Slot selector macros may appear on either the left side or the right side
of an assignment. They are by default named the same as the slot-names,
but can be given a common prefix by the !:Prefix option. If !:Prefix does
not have an argument, the structure name is the prefix. If there is an
argument, it should be a string or an id whose print name is the prefix.
The !:Include option allows building a new structure definition as an
extension of an old one. The required argument is the name of a previously
defined structure type. The access functions for the slots of the source
type also works on instances of the new type. This can be used to build
hierarchies of types. The source types contain generic information in
common to the more specific subtypes which !:Include them.
The !:IncludeInit option takes an argument list of "slot-name(default-
init)" pairs, like slot-descriptors without slot-options, and files them
away to modify the default-init values for fields inherited as part of the
!:Included structure type.
17.6.2. Slot Options
17.6.2. Slot Options
17.6.2. Slot Options
Slot-options include the !:Type option, which has an argument declaring
the type of the slot as a type id or list of permissible type ids. This is
not enforced now, but anticipates the Mode system structures.
The !:UserGet and !:UserPut slot-options allow overriding the simple
vector reference and assignment semantics of the generated selector macros
with user-defined functions. The !:UserGet FNAME is a combination of the
slot-name and a !:Prefix if applicable. The !:UserPut FNAME is the same,
with "Put" prefixed.

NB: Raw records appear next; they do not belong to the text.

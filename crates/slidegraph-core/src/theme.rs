//! Named color palettes for slides.
//!
//! A slide names one of a closed set of palettes ([`ColorSchemeName`]); the
//! name is resolved once per render into a [`ColorScheme`] which is then
//! passed by reference to every renderer. The palette tables are constant
//! data, so resolving never fails and never allocates beyond the series ramp.
//!
//! # Example
//!
//! ```
//! # use slidegraph_core::theme::{ColorScheme, ColorSchemeName};
//! let scheme = ColorScheme::resolve(ColorSchemeName::Ocean);
//! assert_eq!(scheme.name(), ColorSchemeName::Ocean);
//! assert_eq!(scheme.series_color(0), scheme.series_color(6));
//! ```

use std::{fmt, str::FromStr};

use serde::{Deserialize, Serialize};
use thiserror::Error;

use crate::color::Color;

type Rgb = [u8; 3];

/// The closed set of palette names a slide may request.
#[derive(Debug, Default, Clone, Copy, PartialEq, Eq, Hash, Serialize, Deserialize)]
#[serde(rename_all = "kebab-case")]
pub enum ColorSchemeName {
    /// Navy and teal, the default business palette
    #[default]
    Corporate,
    /// Blues and aquas
    Ocean,
    /// Greens and earth tones
    Forest,
    /// Oranges and reds
    Sunset,
    /// Greyscale with a single accent
    Monochrome,
}

impl ColorSchemeName {
    /// All palette names, in declaration order.
    pub const ALL: [ColorSchemeName; 5] = [
        Self::Corporate,
        Self::Ocean,
        Self::Forest,
        Self::Sunset,
        Self::Monochrome,
    ];

    /// Returns the kebab-case name used in slide JSON.
    pub fn as_str(self) -> &'static str {
        match self {
            Self::Corporate => "corporate",
            Self::Ocean => "ocean",
            Self::Forest => "forest",
            Self::Sunset => "sunset",
            Self::Monochrome => "monochrome",
        }
    }

    fn palette(self) -> &'static PaletteTable {
        match self {
            Self::Corporate => &CORPORATE,
            Self::Ocean => &OCEAN,
            Self::Forest => &FOREST,
            Self::Sunset => &SUNSET,
            Self::Monochrome => &MONOCHROME,
        }
    }
}

impl fmt::Display for ColorSchemeName {
    fn fmt(&self, f: &mut fmt::Formatter<'_>) -> fmt::Result {
        f.write_str(self.as_str())
    }
}

/// Error returned when parsing an unknown palette name.
#[derive(Debug, Clone, PartialEq, Eq, Error)]
#[error("unknown color scheme `{0}`, valid values: corporate, ocean, forest, sunset, monochrome")]
pub struct UnknownColorScheme(pub String);

impl FromStr for ColorSchemeName {
    type Err = UnknownColorScheme;

    fn from_str(s: &str) -> Result<Self, Self::Err> {
        Self::ALL
            .into_iter()
            .find(|name| name.as_str() == s)
            .ok_or_else(|| UnknownColorScheme(s.to_string()))
    }
}

struct PaletteTable {
    primary: Rgb,
    secondary: Rgb,
    accent: Rgb,
    positive: Rgb,
    negative: Rgb,
    neutral: Rgb,
    background: Rgb,
    surface: Rgb,
    text: Rgb,
    muted_text: Rgb,
    series: [Rgb; 6],
}

static CORPORATE: PaletteTable = PaletteTable {
    primary: [31, 78, 121],
    secondary: [46, 134, 171],
    accent: [242, 153, 74],
    positive: [39, 174, 96],
    negative: [214, 69, 65],
    neutral: [149, 165, 166],
    background: [255, 255, 255],
    surface: [244, 247, 250],
    text: [33, 37, 41],
    muted_text: [108, 117, 125],
    series: [
        [31, 78, 121],
        [46, 134, 171],
        [242, 153, 74],
        [39, 174, 96],
        [142, 68, 173],
        [127, 140, 141],
    ],
};

static OCEAN: PaletteTable = PaletteTable {
    primary: [0, 95, 115],
    secondary: [10, 147, 150],
    accent: [238, 155, 0],
    positive: [42, 157, 143],
    negative: [174, 32, 18],
    neutral: [148, 163, 184],
    background: [255, 255, 255],
    surface: [236, 246, 248],
    text: [15, 23, 42],
    muted_text: [100, 116, 139],
    series: [
        [0, 95, 115],
        [10, 147, 150],
        [148, 210, 189],
        [238, 155, 0],
        [202, 103, 2],
        [0, 48, 73],
    ],
};

static FOREST: PaletteTable = PaletteTable {
    primary: [45, 106, 79],
    secondary: [64, 145, 108],
    accent: [221, 161, 94],
    positive: [82, 183, 136],
    negative: [188, 71, 73],
    neutral: [160, 160, 140],
    background: [255, 255, 255],
    surface: [241, 246, 240],
    text: [27, 38, 31],
    muted_text: [99, 112, 101],
    series: [
        [45, 106, 79],
        [64, 145, 108],
        [149, 213, 178],
        [221, 161, 94],
        [188, 108, 37],
        [96, 108, 56],
    ],
};

static SUNSET: PaletteTable = PaletteTable {
    primary: [181, 60, 46],
    secondary: [231, 111, 81],
    accent: [233, 196, 106],
    positive: [42, 157, 143],
    negative: [157, 2, 8],
    neutral: [170, 160, 150],
    background: [255, 255, 255],
    surface: [253, 244, 238],
    text: [45, 28, 25],
    muted_text: [122, 102, 96],
    series: [
        [181, 60, 46],
        [231, 111, 81],
        [244, 162, 97],
        [233, 196, 106],
        [42, 157, 143],
        [38, 70, 83],
    ],
};

static MONOCHROME: PaletteTable = PaletteTable {
    primary: [52, 58, 64],
    secondary: [108, 117, 125],
    accent: [0, 123, 255],
    positive: [73, 80, 87],
    negative: [173, 181, 189],
    neutral: [206, 212, 218],
    background: [255, 255, 255],
    surface: [248, 249, 250],
    text: [33, 37, 41],
    muted_text: [134, 142, 150],
    series: [
        [52, 58, 64],
        [108, 117, 125],
        [0, 123, 255],
        [173, 181, 189],
        [73, 80, 87],
        [206, 212, 218],
    ],
};

fn rgb(channels: Rgb) -> Color {
    Color::from_rgb8(channels[0], channels[1], channels[2])
}

/// A resolved palette.
///
/// Every renderer receives a `&ColorScheme`; nothing mutates it after
/// [`ColorScheme::resolve`] returns.
#[derive(Debug, Clone, PartialEq)]
pub struct ColorScheme {
    name: ColorSchemeName,
    primary: Color,
    secondary: Color,
    accent: Color,
    positive: Color,
    negative: Color,
    neutral: Color,
    background: Color,
    surface: Color,
    text: Color,
    muted_text: Color,
    series: Vec<Color>,
}

impl ColorScheme {
    /// Resolves a palette name into concrete colors.
    pub fn resolve(name: ColorSchemeName) -> Self {
        let table = name.palette();
        Self {
            name,
            primary: rgb(table.primary),
            secondary: rgb(table.secondary),
            accent: rgb(table.accent),
            positive: rgb(table.positive),
            negative: rgb(table.negative),
            neutral: rgb(table.neutral),
            background: rgb(table.background),
            surface: rgb(table.surface),
            text: rgb(table.text),
            muted_text: rgb(table.muted_text),
            series: table.series.iter().copied().map(rgb).collect(),
        }
    }

    /// Returns the palette name this scheme was resolved from.
    pub fn name(&self) -> ColorSchemeName {
        self.name
    }

    /// Main brand color: header band, totals, hierarchy roots.
    pub fn primary(&self) -> Color {
        self.primary
    }

    pub fn secondary(&self) -> Color {
        self.secondary
    }

    /// Highlight color for rules and emphasis.
    pub fn accent(&self) -> Color {
        self.accent
    }

    /// Color for increases and positive values.
    pub fn positive(&self) -> Color {
        self.positive
    }

    /// Color for decreases and negative values.
    pub fn negative(&self) -> Color {
        self.negative
    }

    /// Color for gridlines, connectors and placeholders.
    pub fn neutral(&self) -> Color {
        self.neutral
    }

    pub fn background(&self) -> Color {
        self.background
    }

    /// Light fill used behind cards, table stripes and quadrants.
    pub fn surface(&self) -> Color {
        self.surface
    }

    pub fn text(&self) -> Color {
        self.text
    }

    pub fn muted_text(&self) -> Color {
        self.muted_text
    }

    /// Text color on top of the header band.
    pub fn header_text(&self) -> Color {
        if self.primary.is_dark() {
            self.background
        } else {
            self.text
        }
    }

    /// Returns a readable text color for content drawn on `fill`.
    pub fn text_on(&self, fill: Color) -> Color {
        if fill.alpha() > 0.5 && fill.is_dark() {
            self.background
        } else {
            self.text
        }
    }

    /// Returns the series color for index `index`, cycling through the ramp.
    pub fn series_color(&self, index: usize) -> Color {
        self.series[index % self.series.len()]
    }

    /// Returns the number of distinct series colors.
    pub fn series_len(&self) -> usize {
        self.series.len()
    }
}

impl Default for ColorScheme {
    fn default() -> Self {
        Self::resolve(ColorSchemeName::default())
    }
}

#[cfg(test)]
mod tests {
    use super::*;

    #[test]
    fn test_every_scheme_resolves() {
        for name in ColorSchemeName::ALL {
            let scheme = ColorScheme::resolve(name);
            assert_eq!(scheme.name(), name);
            assert_eq!(scheme.series_len(), 6);
        }
    }

    #[test]
    fn test_scheme_name_round_trip_str() {
        for name in ColorSchemeName::ALL {
            assert_eq!(name.as_str().parse::<ColorSchemeName>(), Ok(name));
        }
        assert!("neon".parse::<ColorSchemeName>().is_err());
    }

    #[test]
    fn test_default_scheme_is_corporate() {
        let scheme = ColorScheme::default();
        assert_eq!(scheme.name(), ColorSchemeName::Corporate);
        assert_eq!(scheme.primary().to_hex(), "#1f4e79");
    }

    #[test]
    fn test_series_color_cycles() {
        let scheme = ColorScheme::default();
        assert_eq!(scheme.series_color(1), scheme.series_color(7));
    }

    #[test]
    fn test_header_text_contrasts_primary() {
        let scheme = ColorScheme::resolve(ColorSchemeName::Corporate);
        assert_eq!(scheme.header_text(), scheme.background());
    }
}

One application of this capability is building
depositors which handle the incremental maintenance of parallel data
structures as a side effect, such as automatically maintaining display file
representations of objects which are resident in a remote display processor
in parallel with modifications to the LISP structures which describe the
objects. The Make and Create macros bypass the depositors, while Alter
uses them.
17.6.3. A Simple Example
17.6.3. A Simple Example
17.6.3. A Simple Example
(Input lines have a "> " prompt at the beginning.)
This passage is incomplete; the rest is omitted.